• _WORK TO BE COMPLETED_
Go through the entries below from the first line and transcribe each one exactly, ending with the line that contains "use std::fmt;".

=== PROVIDED MATERIAL ===

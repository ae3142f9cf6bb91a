//! Subscription Types
//!
//! Channels, feeds, and the channel × symbol subscription request.
//!
//! # Design
//!
//! The protocol takes one symbol array per channel in a single subscribe
//! call, and has no way to say "trades for AAPL but quotes for TSLA" in the
//! same request. A [`SubscriptionRequest`] is therefore the full cartesian
//! product of its channels and symbols.

use std::fmt;
use std::str::FromStr;

// =============================================================================
// Types
// =============================================================================

/// A symbol string (stock ticker or OCC option symbol).
pub type Symbol = String;

/// A named market-data category, subscribable per symbol.
#[derive(Debug, Clone, Copy, PartialEq, Eq, Hash)]
pub enum Channel {
    /// Trades.
    Trades,
    /// Quotes.
    Quotes,
    /// Minute bars.
    Bars,
    /// Daily bars.
    DailyBars,
    /// Corrected minute bars.
    UpdatedBars,
    /// Trading status (halts, resumptions).
    Statuses,
    /// Limit up / limit down bands.
    Lulds,
    /// News.
    News,
}

impl Channel {
    /// Every channel.
    pub const ALL: [Self; 8] = [
        Self::Trades,
        Self::Quotes,
        Self::Bars,
        Self::DailyBars,
        Self::UpdatedBars,
        Self::Statuses,
        Self::Lulds,
        Self::News,
    ];

    /// Field name used on the wire.
    #[must_use]
    pub const fn as_str(self) -> &'static str {
        match self {
            Self::Trades => "trades",
            Self::Quotes => "quotes",
            Self::Bars => "bars",
            Self::DailyBars => "dailyBars",
            Self::UpdatedBars => "updatedBars",
            Self::Statuses => "statuses",
            Self::Lulds => "lulds",
            Self::News => "news",
        }
    }
}

impl fmt::Display for Channel {
    fn fmt(&self, f: &mut fmt::Formatter<'_>) -> fmt::Result {
        f.write_str(self.as_str())
    }
}

/// Channel name not recognized.
#[derive(Debug, Clone, PartialEq, Eq, thiserror::Error)]
#[error("unknown channel: {0}")]
pub struct UnknownChannel(pub String);

impl FromStr for Channel {
    type Err = UnknownChannel;

    fn from_str(s: &str) -> Result<Self, Self::Err> {
        let trimmed = s.trim();
        Self::ALL
            .into_iter()
            .find(|c| c.as_str().eq_ignore_ascii_case(trimmed))
            .ok_or_else(|| UnknownChannel(trimmed.to_string()))
    }
}

// =============================================================================
// Feeds
// =============================================================================

/// Encoding of frames on a feed.
#[derive(Debug, Clone, Copy, PartialEq, Eq, Default)]
pub enum WireFormat {
    /// JSON text frames (stock feeds).
    #[default]
    Json,
    /// `MessagePack` binary frames (option feeds).
    MsgPack,
}

/// Upstream market-data source, selected by the endpoint path.
#[derive(Debug, Clone, Copy, PartialEq, Eq, Default)]
pub enum DataFeed {
    /// Consolidated SIP feed.
    #[default]
    Sip,
    /// IEX only (free tier).
    Iex,
    /// 15-minute delayed SIP.
    DelayedSip,
    /// OPRA options feed.
    Opra,
    /// Indicative options feed.
    Indicative,
}

impl DataFeed {
    /// Parse feed type from string. Unknown names fall back to SIP.
    #[must_use]
    pub fn from_str_case_insensitive(s: &str) -> Self {
        match s.trim().to_lowercase().as_str() {
            "iex" => Self::Iex,
            "delayed_sip" => Self::DelayedSip,
            "opra" => Self::Opra,
            "indicative" => Self::Indicative,
            _ => Self::Sip,
        }
    }

    /// Feed name used in stream URLs.
    #[must_use]
    pub const fn as_str(self) -> &'static str {
        match self {
            Self::Sip => "sip",
            Self::Iex => "iex",
            Self::DelayedSip => "delayed_sip",
            Self::Opra => "opra",
            Self::Indicative => "indicative",
        }
    }

    /// API version path segment for this feed.
    #[must_use]
    pub const fn version(self) -> &'static str {
        match self {
            Self::Sip | Self::Iex | Self::DelayedSip => "v2",
            Self::Opra | Self::Indicative => "v1beta1",
        }
    }

    /// Frame encoding used by this feed.
    #[must_use]
    pub const fn wire_format(self) -> WireFormat {
        match self {
            Self::Sip | Self::Iex | Self::DelayedSip => WireFormat::Json,
            Self::Opra | Self::Indicative => WireFormat::MsgPack,
        }
    }

    /// True for option feeds.
    #[must_use]
    pub const fn is_options(self) -> bool {
        matches!(self, Self::Opra | Self::Indicative)
    }
}

// =============================================================================
// Subscription Request
// =============================================================================

/// Ordered channels × ordered symbols.
///
/// Duplicates are dropped on construction, keeping the first occurrence, so
/// the channel order and symbol order of the wire envelope follow the
/// caller's order.
#[derive(Debug, Clone, Default, PartialEq, Eq)]
pub struct SubscriptionRequest {
    channels: Vec<Channel>,
    symbols: Vec<Symbol>,
}

impl SubscriptionRequest {
    /// Build a request subscribing every channel to every symbol.
    #[must_use]
    pub fn new<C, S>(channels: C, symbols: S) -> Self
    where
        C: IntoIterator<Item = Channel>,
        S: IntoIterator,
        S::Item: Into<Symbol>,
    {
        let mut request = Self::default();
        for channel in channels {
            if !request.channels.contains(&channel) {
                request.channels.push(channel);
            }
        }
        for symbol in symbols {
            let symbol = symbol.into();
            if !request.symbols.contains(&symbol) {
                request.symbols.push(symbol);
            }
        }
        request
    }

    /// Requested channels, in order.
    #[must_use]
    pub fn channels(&self) -> &[Channel] {
        &self.channels
    }

    /// Requested symbols, in order.
    #[must_use]
    pub fn symbols(&self) -> &[Symbol] {
        &self.symbols
    }

    /// True if there is nothing to subscribe to.
    #[must_use]
    pub fn is_empty(&self) -> bool {
        self.channels.is_empty() || self.symbols.is_empty()
    }

    /// Each channel paired with the full symbol list.
    pub fn per_channel(&self) -> impl Iterator<Item = (Channel, &[Symbol])> {
        self.channels
            .iter()
            .map(|channel| (*channel, self.symbols.as_slice()))
    }

    /// Number of (channel, symbol) pairs requested.
    #[must_use]
    pub fn pair_count(&self) -> usize {
        self.channels.len() * self.symbols.len()
    }
}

===

• _TASK RESULT_
repository ae3142f9cf6bb91a
//! Subscription Types
//!
//! Channels, feeds, and the channel × symbol subscription request.
//!
//! # Design
//!
//! The protocol takes one symbol array per channel in a single subscribe
//! call, and has no way to say "trades for AAPL but quotes for TSLA" in the
//! same request. A [`SubscriptionRequest`] is therefore the full cartesian
//! product of its channels and symbols.

use std::fmt;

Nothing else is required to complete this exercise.